EXERCISE OBJECTIVE: Beginning with the first line of the entries below, quote each line until you reach and include the line with "let high = self".

MATERIAL FOR THIS TASK:
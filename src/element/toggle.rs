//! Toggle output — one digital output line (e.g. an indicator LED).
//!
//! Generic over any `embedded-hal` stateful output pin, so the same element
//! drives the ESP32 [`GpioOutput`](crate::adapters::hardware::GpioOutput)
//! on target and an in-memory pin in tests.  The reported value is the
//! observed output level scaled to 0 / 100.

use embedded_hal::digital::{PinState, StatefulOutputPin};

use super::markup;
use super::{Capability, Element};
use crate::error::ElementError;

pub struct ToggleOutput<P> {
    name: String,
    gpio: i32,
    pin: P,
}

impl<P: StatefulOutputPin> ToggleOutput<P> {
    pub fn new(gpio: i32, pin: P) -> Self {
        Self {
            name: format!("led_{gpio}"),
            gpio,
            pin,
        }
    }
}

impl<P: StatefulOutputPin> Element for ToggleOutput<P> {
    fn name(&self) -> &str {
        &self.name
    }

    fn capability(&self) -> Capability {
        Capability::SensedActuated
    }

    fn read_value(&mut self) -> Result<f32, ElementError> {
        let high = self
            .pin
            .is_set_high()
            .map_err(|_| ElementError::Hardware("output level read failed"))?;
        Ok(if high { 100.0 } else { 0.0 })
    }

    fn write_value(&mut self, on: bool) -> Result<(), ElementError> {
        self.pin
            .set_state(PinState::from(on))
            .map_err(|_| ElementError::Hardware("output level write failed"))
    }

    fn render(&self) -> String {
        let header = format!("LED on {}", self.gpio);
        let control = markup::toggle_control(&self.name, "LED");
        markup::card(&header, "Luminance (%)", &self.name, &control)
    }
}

RESULT OF THE EXERCISE:
filename src/element/toggle.rs
//! Toggle output — one digital output line (e.g. an indicator LED).
//!
//! Generic over any `embedded-hal` stateful output pin, so the same element
//! drives the ESP32 [`GpioOutput`](crate::adapters::hardware::GpioOutput)
//! on target and an in-memory pin in tests.  The reported value is the
//! observed output level scaled to 0 / 100.

use embedded_hal::digital::{PinState, StatefulOutputPin};

use super::markup;
use super::{Capability, Element};
use crate::error::ElementError;

pub struct ToggleOutput<P> {
    name: String,
    gpio: i32,
    pin: P,
}

impl<P: StatefulOutputPin> ToggleOutput<P> {
    pub fn new(gpio: i32, pin: P) -> Self {
        Self {
            name: format!("led_{gpio}"),
            gpio,
            pin,
        }
    }
}

impl<P: StatefulOutputPin> Element for ToggleOutput<P> {
    fn name(&self) -> &str {
        &self.name
    }

    fn capability(&self) -> Capability {
        Capability::SensedActuated
    }

    fn read_value(&mut self) -> Result<f32, ElementError> {
        let high = self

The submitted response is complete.